Oglądałam płytkę z wesela , na którym bawiła sie moja przyjaciółka i tam była podobna zabawa.
Chodziło o to , by wybrać, kto będzie szyją , a kto głową rodziny.Wodzirej kilka razy podkreslał , że chodzi tylko o zabawę i nie ważne , kto ile wrzuci , że może być
grosik , złotówka , stówka , albo........ kluczyki od merca
( wszystko mówił tonem żartobliwym i było dużo śmiechu )
świadkowie dostali pudełeczka z pokrywką , tak , aby nie było widac , ile kto wrzuca.

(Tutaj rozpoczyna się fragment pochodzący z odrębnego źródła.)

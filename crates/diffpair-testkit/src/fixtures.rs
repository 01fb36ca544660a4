//! Test fixtures and helpers.
//!
//! Common setup code for integration tests.

use std::sync::Arc;

use base64::engine::general_purpose::STANDARD;
use base64::Engine as _;
use diffpair_store::MemoryStore;

use crate::counting::CountingStore;

/// A test fixture with a write-counting in-memory store.
pub struct TestFixture {
    pub store: Arc<CountingStore<MemoryStore>>,
}

impl TestFixture {
    /// Create a new fixture with an empty store.
    pub fn new() -> Self {
        Self {
            store: Arc::new(CountingStore::new(MemoryStore::new())),
        }
    }
}

impl Default for TestFixture {
    fn default() -> Self {
        Self::new()
    }
}

/// Base64-encode plain content for submission.
pub fn encode(content: &[u8]) -> String {
    STANDARD.encode(content)
}

#[cfg(test)]
mod tests {
    use super::*;

    #[test]
    fn encode_produces_standard_base64() {
        assert_eq!(encode(b"test"), "dGVzdA==");
    }

    #[test]
    fn fixture_starts_with_no_operations() {
        let fixture = TestFixture::new();
        assert_eq!(fixture.store.find_count(), 0);
        assert_eq!(fixture.store.save_count(), 0);
    }
}
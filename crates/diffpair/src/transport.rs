//! Transport-facing classification of engine errors.
//!
//! The engine itself never speaks HTTP. Adapters exposing the REST surface
//! (`PUT {id}/left`, `PUT {id}/right`, `GET {id}`) translate error kinds
//! through this single mapping table, so the mapping lives in exactly one
//! place and the engine stays free of transport vocabulary.

use crate::error::EngineError;

impl EngineError {
    /// Stable error code for external API responses.
    pub fn code(&self) -> &'static str {
        match self {
            EngineError::InvalidIdentifier => "ERR_INVALID_ID",
            EngineError::InvalidEncoding => "ERR_INVALID_ENCODING",
            EngineError::NotComparable(_) => "ERR_NOT_COMPARABLE",
            EngineError::Comparison(_) => "ERR_COMPARISON",
            EngineError::Store(_) => "ERR_STORE",
        }
    }

    /// HTTP status an adapter should report for this error.
    ///
    /// Invalid caller input maps to 400, a missing or partial record to
    /// 404, internal failures to 500.
    pub fn http_status(&self) -> u16 {
        match self {
            EngineError::InvalidIdentifier | EngineError::InvalidEncoding => 400,
            EngineError::NotComparable(_) => 404,
            EngineError::Comparison(_) | EngineError::Store(_) => 500,
        }
    }
}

a na koniec podliczali i mówili tylko , kto zebrał więcej ,
nie mówili kwot.
no i panna młoda została głową rodziny , a wodzirej jeszcze powiedzial do młodego , żeby sie nie martwił , bo jest szyją i może kręcić jak chce
Uważam , że bardzo fajnie to wyszło , bo naprawdę goście potraktowali to jak zabawę i były kolejki do młodych
i atmosfera była bardzo luźna , bo wodzirej fajnie to zainicjował wszystko .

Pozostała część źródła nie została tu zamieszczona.